Aymond has been spotted on the field at Saints games and inside the team's Superdome box and has flown on the owner’s private jet. He is known for celebrating stirring pregame Masses, including one before the team’s lone Super Bowl appearance in 2010, when he correctly predicted victory and joined in a rendition of “When the Saints Go Marching In.”

The archbishop arranged a 2011 meeting of the Bensons with Pope Benedict XVI in Rome’s St. Peter's Square, where Tom Benson kissed the pontiff’s ring and flashed his own Super Bowl ring. A few years later, he served as a witness to the signing of the will that cut out Tom Benson’s estranged daughter and grandchildren and gave third wife Gayle control of a business empire that included ownership of both the Saints and the NBA’s New Orleans Pelicans.

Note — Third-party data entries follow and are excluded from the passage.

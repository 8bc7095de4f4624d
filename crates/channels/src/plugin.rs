use {
    async_trait::async_trait,
    serde::{Deserialize, Serialize},
};

use crate::Result;

/// Where every chunk of one reply is sent.
#[derive(Debug, Clone, PartialEq, Eq, Serialize, Deserialize)]
pub struct ReplyTarget {
    /// Chat/peer ID to send the reply to.
    pub chat_id: String,
    /// Inbound message the reply answers, if the channel threads replies.
    #[serde(default, skip_serializing_if = "Option::is_none")]
    pub reply_to_message_id: Option<String>,
}

impl ReplyTarget {
    pub fn new(chat_id: impl Into<String>) -> Self {
        Self {
            chat_id: chat_id.into(),
            reply_to_message_id: None,
        }
    }

    #[must_use]
    pub fn replying_to(mut self, message_id: impl Into<String>) -> Self {
        self.reply_to_message_id = Some(message_id.into());
        self
    }
}

/// Sends one already-rendered chunk as its own wire message.
///
/// The transport behind it (HTTP, a test buffer, stdout) is up to the
/// implementation. Ordering is handled by [`crate::deliver_chunks`].
#[async_trait]
pub trait ChunkSink: Send + Sync {
    async fn send_chunk(&self, target: &ReplyTarget, chunk: &str) -> Result<()>;
}

#[allow(clippy::unwrap_used, clippy::expect_used)]
#[cfg(test)]
mod tests {
    use super::*;

    #[test]
    fn reply_target_serializes_without_empty_reply_id() {
        let json = serde_json::to_value(ReplyTarget::new("42")).unwrap();
        assert_eq!(json, serde_json::json!({ "chat_id": "42" }));
    }

    #[test]
    fn reply_target_roundtrips_reply_id() {
        let target = ReplyTarget::new("42").replying_to("9876");
        let json = serde_json::to_string(&target).unwrap();
        let back: ReplyTarget = serde_json::from_str(&json).unwrap();
        assert_eq!(back, target);
        assert_eq!(back.reply_to_message_id.as_deref(), Some("9876"));
    }

    #[test]
    fn sink_is_object_safe() {
        fn _accepts(_: &dyn ChunkSink) {}
    }
}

And Aymond was there in 2018 after Tom Benson's death at age 90 to eulogize him as a “New Orleans saint on Earth” and walk side by side with Gayle in the funeral procession. In an honor typically reserved for clerics, Benson was given a two-day public visitation at Notre Dame Seminary, a chateau-style institution renovated with one of the couple’s multimillion-dollar donations.

“Our relationship with past Archbishops and the archdiocese dates back 50 years plus," Gayle Benson said in a statement this week in response to the AP's request for comment. “Our faith is the core foundation from which we live our daily lives. Unifying, helping and giving back is not something we do when asked; we do it every day. It defined how Tom Benson ran his organization and how I ardently continue his legacy.”

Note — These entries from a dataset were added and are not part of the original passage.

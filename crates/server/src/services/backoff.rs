//! Bounded exponential backoff for rate-limited remote calls.
//!
//! Only 429 responses are retried; every other remote failure surfaces
//! immediately and becomes an error sentinel in the sheet.

use std::time::Duration;

use rand::Rng;

/// Total attempts per call, the first one included.
pub const MAX_ATTEMPTS: u32 = 3;

const BASE_DELAY_MS: u64 = 500;

/// Implemented by client errors that can signal a 429.
pub trait RateLimit {
    /// Whether this error is a rate-limit response.
    fn is_rate_limit(&self) -> bool;

    /// Server-provided `Retry-After` delay, when one was sent.
    fn retry_after(&self) -> Option<Duration>;
}

/// Parse the `Retry-After` header of a 429 response, in whole seconds.
pub fn retry_after_secs(response: &reqwest::Response) -> Option<u64> {
    response
        .headers()
        .get(reqwest::header::RETRY_AFTER)?
        .to_str()
        .ok()?
        .parse()
        .ok()
}

/// Run `op`, retrying up to [`MAX_ATTEMPTS`] times on rate-limit errors.
///
/// The delay honors the server's `Retry-After` when present, otherwise
/// doubles from 500ms with jitter.
///
/// # Errors
///
/// Returns the operation's error unchanged once attempts are exhausted or
/// for any non-rate-limit failure.
pub async fn retry_rate_limited<T, E, F, Fut>(what: &str, mut op: F) -> Result<T, E>
where
    F: FnMut() -> Fut,
    Fut: Future<Output = Result<T, E>>,
    E: RateLimit + std::fmt::Display,
{
    let mut attempt = 0u32;
    loop {
        match op().await {
            Err(err) if err.is_rate_limit() && attempt + 1 < MAX_ATTEMPTS => {
                attempt += 1;
                let delay = err.retry_after().unwrap_or_else(|| backoff_delay(attempt));
                tracing::warn!(
                    error = %err,
                    attempt,
                    delay_ms = u64::try_from(delay.as_millis()).unwrap_or(u64::MAX),
                    "{what} rate limited, backing off"
                );
                tokio::time::sleep(delay).await;
            }
            other => return other,
        }
    }
}

fn backoff_delay(attempt: u32) -> Duration {
    let exponential = BASE_DELAY_MS.saturating_mul(1 << attempt.min(6));
    let jitter = rand::rng().random_range(0..=BASE_DELAY_MS / 2);
    Duration::from_millis(exponential.saturating_add(jitter))
}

That bond has received renewed scrutiny after the AP reported last month that hundreds of confidential Saints emails allegedly show that some of the team’s top executives did public relations damage control for the archdiocese in the midst of its clergy abuse crisis.

It’s a controversy that has led fans in New Orleans and beyond to question what exactly the Saints did for the church and whether it was appropriate.

For now, those answers are not yet clear because the team has gone to court to block — or at least delay — the public release of those emails, which emerged as part of the discovery process in a clergy abuse lawsuit. A court hearing is scheduled next week in New Orleans to determine whether the 276 documents may be made public. The AP has filed a motion in support of their release.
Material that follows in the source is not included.